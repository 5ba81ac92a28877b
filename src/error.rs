//! Error types for building, loading and encoding exact cover problems.

use std::path::PathBuf;

use thiserror::Error;

/// The input matrix does not have a shape the builder accepts.
///
/// Every variant names the rule that was violated. These are only ever
/// reported at build time; a built structure can always be searched.
#[derive(Debug, Clone, Error, PartialEq, Eq)]
pub enum MatrixError {
    /// The matrix has no rows, so not even the column count is known.
    #[error("malformed matrix: the matrix has no rows")]
    NoRows,

    /// A row is shorter or longer than the first row.
    #[error("malformed matrix: row {row} has {found} columns, expected {expected}")]
    Ragged {
        /// Index of the offending row
        row: usize,
        /// Length of the first row
        expected: usize,
        /// Length of the offending row
        found: usize,
    },

    /// A sparse row names a column past the declared column count.
    #[error("malformed matrix: row {row} references column {column}, but there are only {columns} columns")]
    ColumnOutOfRange {
        /// Index of the offending row
        row: usize,
        /// The out of range column index
        column: usize,
        /// Declared column count
        columns: usize,
    },
}

/// Crate wide error type.
#[derive(Debug, Error)]
pub enum Error {
    /// The matrix could not be turned into a dancing links structure.
    #[error(transparent)]
    Matrix(#[from] MatrixError),

    /// A cell in a textual matrix is not a boolean.
    #[error("line {line}, column {column}: cannot read {token:?} as a boolean cell")]
    Parse {
        /// 1-based line number
        line: usize,
        /// 1-based cell position within the line
        column: usize,
        /// The unreadable text
        token: String,
    },

    /// Reading or writing a file failed.
    #[error("file system error during {operation} on '{}': {source}", .path.display())]
    FileSystem {
        /// Path involved in the operation
        path: PathBuf,
        /// What was being done
        operation: &'static str,
        /// Underlying I/O error
        source: std::io::Error,
    },

    /// A puzzle board cannot be encoded as an exact cover problem.
    #[error("invalid board: {reason}")]
    InvalidBoard {
        /// Why the board was rejected
        reason: String,
    },
}

/// Convenience alias used throughout the crate.
pub type Result<T> = std::result::Result<T, Error>;

pub(crate) fn invalid_board(reason: impl Into<String>) -> Error {
    Error::InvalidBoard {
        reason: reason.into(),
    }
}
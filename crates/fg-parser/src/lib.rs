#![forbid(unsafe_code)]

//! Reaction string parsing and Feynman topology construction.
//!
//! A reaction such as `u ubar > H > (Z0 > e+ e-) (Z0 > mu+ mu-)` is first read
//! into a [`ReactionTree`] by [`parse`], then interpreted into a [`Graph`] by
//! [`build_graph`]. Both stages are pure and keep no state between calls.

mod graph_builder;
mod reaction_parser;

use fg_core::{EdgeOrigin, FeynError, Graph, ReactionTree, VertexKind};
use serde::Serialize;
use serde_json::json;
use tracing::debug;

pub use graph_builder::DEFAULT_ANCHOR_PARTICLE;

use graph_builder::GraphBuilder;

/// Tree and topology produced from one reaction string.
#[derive(Debug, Clone, PartialEq, Eq, Serialize)]
pub struct ParsedReaction {
    pub tree: ReactionTree,
    pub graph: Graph,
}

/// Parse a reaction string into its step/token tree.
///
/// # Errors
///
/// Returns [`FeynError::Syntax`] for empty input, unequal delimiter counts, a
/// group left open at the end of its step, or a style tag with nothing to
/// attach to.
pub fn parse(input: &str) -> Result<ReactionTree, FeynError> {
    let tree = reaction_parser::parse_reaction(input)?;
    debug!(steps = tree.len(), depth = tree.depth(), "parsed reaction");
    Ok(tree)
}

/// Interpret a reaction tree as a Feynman topology.
///
/// # Errors
///
/// Returns [`FeynError::Structural`] when the tree shape matches no topology
/// pattern, such as an empty tree or a cascade without a bridging particle.
pub fn build_graph(tree: &ReactionTree) -> Result<Graph, FeynError> {
    let mut builder = GraphBuilder::new();
    builder.build_tree(tree)?;
    let forward_edges = builder.edge_count();
    builder.connect_anchors();
    debug!(
        vertices = builder.vertex_count(),
        edges = builder.edge_count(),
        anchor_edges = builder.edge_count() - forward_edges,
        "built topology"
    );
    Ok(builder.finish())
}

/// [`parse`] followed by [`build_graph`].
///
/// # Errors
///
/// Propagates the error of whichever stage fails first.
pub fn parse_graph(input: &str) -> Result<ParsedReaction, FeynError> {
    let tree = parse(input)?;
    let graph = build_graph(&tree)?;
    Ok(ParsedReaction { tree, graph })
}

#[must_use]
pub fn parse_evidence_json(parsed: &ParsedReaction) -> String {
    let graph = &parsed.graph;
    let anchor_edges = graph
        .edges
        .iter()
        .filter(|edge| edge.origin == EdgeOrigin::Anchor)
        .count();
    json!({
        "step_count": parsed.tree.len(),
        "cascade_depth": parsed.tree.depth(),
        "vertex_count": graph.vertices.len(),
        "input_count": graph.count(VertexKind::Input),
        "internal_count": graph.count(VertexKind::Internal),
        "final_count": graph.count(VertexKind::Final),
        "edge_count": graph.edges.len(),
        "anchor_count": graph.anchors.len(),
        "anchor_edge_count": anchor_edges,
        "styled_vertex_count": graph.styles().len(),
    })
    .to_string()
}
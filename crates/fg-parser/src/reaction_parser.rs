use chumsky::prelude::{Parser, Rich, any, end, extra, just};
use fg_core::{FeynError, ReactionTree, Span, Step, Token};
use tracing::trace;

/// Characters that end a bare particle name.
/// Closing delimiters are ordinary name characters.
const PARTICLE_TERMINATORS: &[char] = &['(', '[', '{', '@'];
/// Characters that end an anchor body. `@` is allowed inside the body.
const ANCHOR_TERMINATORS: &[char] = &['(', '[', '{'];

pub(crate) fn parse_reaction(source: &str) -> Result<ReactionTree, FeynError> {
    ReactionParser { source }.parse_range(0, source.len())
}

/// Recursive-descent reader over one source string. Every range it works on
/// is a byte range of `source`, so error spans point into the full input.
struct ReactionParser<'a> {
    source: &'a str,
}

impl ReactionParser<'_> {
    fn parse_range(&self, start: usize, end: usize) -> Result<ReactionTree, FeynError> {
        let text = &self.source[start..end];
        if text.trim().is_empty() {
            return Err(self.error("Reaction string is empty", start, end));
        }
        if let Err(message) = check_balance(text) {
            return Err(self.error(message, start, end));
        }

        let mut steps = Vec::new();
        for (step_start, step_end) in split_steps(text) {
            steps.push(self.parse_step(start + step_start, start + step_end)?);
        }

        trace!(start, end, steps = steps.len(), "parsed reaction range");
        Ok(ReactionTree::new(steps))
    }

    fn parse_step(&self, start: usize, end: usize) -> Result<Step, FeynError> {
        let mut tokens: Vec<Token> = Vec::new();
        let mut cursor = start;

        while let Some(ch) = self.source[cursor..end].chars().next() {
            match ch {
                c if c.is_whitespace() => cursor += c.len_utf8(),
                '(' => {
                    let close = self.closing(cursor, end, '(', ')')?;
                    tokens.push(Token::Cascade(self.parse_range(cursor + 1, close)?));
                    cursor = close + 1;
                }
                '[' => {
                    let close = self.closing(cursor, end, '[', ']')?;
                    let particles: Vec<String> = self.source[cursor + 1..close]
                        .split_whitespace()
                        .map(str::to_string)
                        .collect();
                    tokens.push(Token::Loop(particles));
                    cursor = close + 1;
                }
                '{' => {
                    let close = self.closing(cursor, end, '{', '}')?;
                    let tag = self.source[cursor + 1..close].trim();
                    let Some(previous) = tokens.pop() else {
                        return Err(self.error(
                            "Style tag has no preceding token in its step",
                            cursor,
                            close + 1,
                        ));
                    };
                    tokens.push(previous.with_style(tag));
                    cursor = close + 1;
                }
                '@' => {
                    let body_end = scan_word(self.source, cursor + 1, end, ANCHOR_TERMINATORS);
                    tokens.push(self.anchor(cursor, body_end)?);
                    cursor = body_end;
                }
                _ => {
                    let word_end = scan_word(self.source, cursor, end, PARTICLE_TERMINATORS);
                    tokens.push(Token::particle(&self.source[cursor..word_end]));
                    cursor = word_end;
                }
            }
        }

        Ok(Step::new(tokens))
    }

    /// Byte index of the delimiter closing the one at `open_at`, within the step.
    fn closing(
        &self,
        open_at: usize,
        end: usize,
        open: char,
        close: char,
    ) -> Result<usize, FeynError> {
        let mut depth = 0_usize;
        for (offset, ch) in self.source[open_at..end].char_indices() {
            if ch == open {
                depth = depth.saturating_add(1);
            } else if ch == close {
                depth = depth.saturating_sub(1);
                if depth == 0 {
                    return Ok(open_at + offset);
                }
            }
        }
        Err(self.error(
            format!("'{open}' is not closed before the end of its step"),
            open_at,
            end,
        ))
    }

    fn anchor(&self, at: usize, body_end: usize) -> Result<Token, FeynError> {
        let body = &self.source[at + 1..body_end];
        let (name, particle) = anchor_body_parser()
            .parse(body)
            .into_result()
            .map_err(|errors| {
                let detail = errors
                    .into_iter()
                    .next()
                    .map(|error| error.to_string())
                    .unwrap_or_default();
                self.error(format!("Malformed anchor: {detail}"), at, body_end)
            })?;

        Ok(Token::Anchor {
            name: name.to_string(),
            particle: particle.filter(|p| !p.is_empty()).map(str::to_string),
        })
    }

    fn error(&self, message: impl Into<String>, start: usize, end: usize) -> FeynError {
        FeynError::syntax(message, Span::from_bytes(self.source, start, end))
    }
}

/// `name` or `name:particle`; the split happens at the first colon.
fn anchor_body_parser<'a>()
-> impl Parser<'a, &'a str, (&'a str, Option<&'a str>), extra::Err<Rich<'a, char>>> {
    let name = any().filter(|c: &char| *c != ':').repeated().to_slice();
    let particle = just(':').ignore_then(any().repeated().to_slice());
    name.then(particle.or_not()).then_ignore(end())
}

fn check_balance(text: &str) -> Result<(), &'static str> {
    let count = |target: char| text.chars().filter(|ch| *ch == target).count();
    if count('(') != count(')') {
        return Err("Unbalanced parentheses");
    }
    if count('[') != count(']') {
        return Err("Unbalanced brackets");
    }
    if count('{') != count('}') {
        return Err("Unbalanced braces");
    }
    Ok(())
}

/// Trimmed, non-empty step ranges split on `>` at parenthesis depth zero.
/// A stray `)` drives the depth negative and suppresses splitting until
/// a `(` brings it back.
fn split_steps(text: &str) -> Vec<(usize, usize)> {
    let mut steps = Vec::new();
    let mut current_start = 0;
    let mut paren_depth = 0_isize;

    let mut push_step = |from: usize, to: usize| {
        let raw = &text[from..to];
        let trimmed = raw.trim();
        if !trimmed.is_empty() {
            let lead = raw.len() - raw.trim_start().len();
            steps.push((from + lead, from + lead + trimmed.len()));
        }
    };

    for (i, c) in text.char_indices() {
        match c {
            '(' => paren_depth += 1,
            ')' => paren_depth -= 1,
            '>' if paren_depth == 0 => {
                push_step(current_start, i);
                current_start = i + 1;
            }
            _ => {}
        }
    }
    push_step(current_start, text.len());

    steps
}

fn scan_word(source: &str, start: usize, end: usize, terminators: &[char]) -> usize {
    source[start..end]
        .char_indices()
        .find(|(_, ch)| ch.is_whitespace() || terminators.contains(ch))
        .map_or(end, |(offset, _)| start + offset)
}

#[cfg(test)]
mod tests {
    use super::{parse_reaction, split_steps};
    use fg_core::{FeynError, FeynErrorCode, ReactionTree, Step, Token};

    fn particles(names: &[&str]) -> Step {
        Step::new(names.iter().map(|name| Token::particle(*name)).collect())
    }

    fn syntax_message(input: &str) -> String {
        match parse_reaction(input) {
            Err(FeynError::Syntax { message, .. }) => message,
            other => panic!("expected syntax error for {input:?}, got {other:?}"),
        }
    }

    #[test]
    fn splits_simple_reaction_into_steps() {
        let tree = parse_reaction("e+ e- > Z0 > mu+ mu-").expect("parse");
        assert_eq!(
            tree,
            ReactionTree::new(vec![
                particles(&["e+", "e-"]),
                particles(&["Z0"]),
                particles(&["mu+", "mu-"]),
            ])
        );
    }

    #[test]
    fn arrows_inside_parentheses_do_not_split() {
        assert_eq!(split_steps("a > (b > c) d").len(), 2);
        assert_eq!(split_steps("a > > b").len(), 2);
        assert_eq!(split_steps("  a  "), vec![(2, 3)]);
    }

    #[test]
    fn parses_nested_cascades() {
        let tree = parse_reaction("u ubar > H > (Z0 > e+ e-) (Z0 > mu+ mu-)").expect("parse");
        assert_eq!(tree.len(), 3);
        let last = &tree.steps[2];
        assert_eq!(last.tokens.len(), 2);
        match &last.tokens[1] {
            Token::Cascade(inner) => {
                assert_eq!(
                    inner,
                    &ReactionTree::new(vec![particles(&["Z0"]), particles(&["mu+", "mu-"])])
                );
            }
            other => panic!("expected cascade, got {other:?}"),
        }
        assert_eq!(tree.depth(), 1);
    }

    #[test]
    fn parses_loops_anchors_and_styles() {
        let tree = parse_reaction("a b > [g g]{blob} @top:gamma @bare @empty: > c").expect("parse");
        let step = &tree.steps[1];
        assert_eq!(
            step.tokens,
            vec![
                Token::Loop(vec!["g".to_string(), "g".to_string()]).with_style("blob"),
                Token::Anchor {
                    name: "top".to_string(),
                    particle: Some("gamma".to_string()),
                },
                Token::Anchor {
                    name: "bare".to_string(),
                    particle: None,
                },
                Token::Anchor {
                    name: "empty".to_string(),
                    particle: None,
                },
            ]
        );
    }

    #[test]
    fn style_applies_to_the_token_right_before_it() {
        let tree = parse_reaction("a b > c (Z0 > d e){ blob } > f").expect("parse");
        let step = &tree.steps[1];
        assert_eq!(step.tokens[0], Token::particle("c"));
        assert_eq!(step.tokens[1].style(), Some("blob"));
        assert!(matches!(step.tokens[1].unstyled(), Token::Cascade(_)));
    }

    #[test]
    fn identifiers_stop_at_delimiters() {
        let tree = parse_reaction("a@x b(c > d)").expect("parse");
        let tokens = &tree.steps[0].tokens;
        assert_eq!(tokens[0], Token::particle("a"));
        assert!(matches!(&tokens[1], Token::Anchor { name, .. } if name == "x"));
        assert_eq!(tokens[2], Token::particle("b"));
        assert!(matches!(tokens[3], Token::Cascade(_)));
    }

    #[test]
    fn rejects_empty_input() {
        assert_eq!(syntax_message(""), "Reaction string is empty");
        assert_eq!(syntax_message("   \t"), "Reaction string is empty");
        assert_eq!(syntax_message("a > ()"), "Reaction string is empty");
    }

    #[test]
    fn rejects_unbalanced_counts_in_order() {
        assert_eq!(syntax_message("(a > b"), "Unbalanced parentheses");
        assert_eq!(syntax_message("a [b"), "Unbalanced brackets");
        assert_eq!(syntax_message("a{blob"), "Unbalanced braces");
        assert_eq!(syntax_message("(a [b > c"), "Unbalanced parentheses");
    }

    #[test]
    fn rejects_style_without_preceding_token() {
        assert_eq!(
            syntax_message("a > {blob} b"),
            "Style tag has no preceding token in its step"
        );
    }

    #[test]
    fn stray_closer_keeps_the_arrow_inside_one_step() {
        assert_eq!(split_steps("a ) > ( b"), vec![(0, 9)]);
        assert_eq!(
            syntax_message("a ) > ( b"),
            "'(' is not closed before the end of its step"
        );
    }

    #[test]
    fn closing_delimiters_are_name_characters() {
        let tree = parse_reaction("a) b] > c}").expect("parse");
        assert_eq!(
            tree,
            ReactionTree::new(vec![particles(&["a)", "b]"]), particles(&["c}"])])
        );
    }

    #[test]
    fn interleaved_nesting_surfaces_inside_the_cascade() {
        // Global counts balance; the cut cascade body does not.
        assert_eq!(syntax_message("(a [b) c]"), "Unbalanced brackets");
    }

    #[test]
    fn empty_groups_and_nameless_anchors_parse() {
        let tree = parse_reaction("a b > [] > c{} @:g @ > d").expect("parse");
        assert_eq!(tree.steps[1].tokens, vec![Token::Loop(Vec::new())]);
        assert_eq!(
            tree.steps[2].tokens,
            vec![
                Token::particle("c").with_style(""),
                Token::Anchor {
                    name: String::new(),
                    particle: Some("g".to_string()),
                },
                Token::Anchor {
                    name: String::new(),
                    particle: None,
                },
            ]
        );
    }

    #[test]
    fn error_spans_point_into_the_full_input() {
        let err = parse_reaction("a b > c {blob} > {x} d").expect_err("style without token");
        assert_eq!(err.code(), FeynErrorCode::Syntax);
        let span = err.span().expect("syntax errors carry spans");
        assert_eq!(span.start.byte, 17);
        assert_eq!(span.end.byte, 20);
        assert_eq!(span.start.col, 18);
    }
}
• • • • •
> _WORK TO COMPLETE_: Would you quote everything above from the line containing "filename crates/fg-parser/src/lib.rs" down to the line containing "delimiter counts, a"? Include both of those lines and nothing else.

> _YOUR RESPONSE_:
filename crates/fg-parser/src/lib.rs
#![forbid(unsafe_code)]

//! Reaction string parsing and Feynman topology construction.
//!
//! A reaction such as `u ubar > H > (Z0 > e+ e-) (Z0 > mu+ mu-)` is first read
//! into a [`ReactionTree`] by [`parse`], then interpreted into a [`Graph`] by
//! [`build_graph`]. Both stages are pure and keep no state between calls.

mod graph_builder;
mod reaction_parser;

use fg_core::{EdgeOrigin, FeynError, Graph, ReactionTree, VertexKind};
use serde::Serialize;
use serde_json::json;
use tracing::debug;

pub use graph_builder::DEFAULT_ANCHOR_PARTICLE;

use graph_builder::GraphBuilder;

/// Tree and topology produced from one reaction string.
#[derive(Debug, Clone, PartialEq, Eq, Serialize)]
pub struct ParsedReaction {
    pub tree: ReactionTree,
    pub graph: Graph,
}

/// Parse a reaction string into its step/token tree.
///
/// # Errors
///
/// Returns [`FeynError::Syntax`] for empty input, unequal delimiter counts, a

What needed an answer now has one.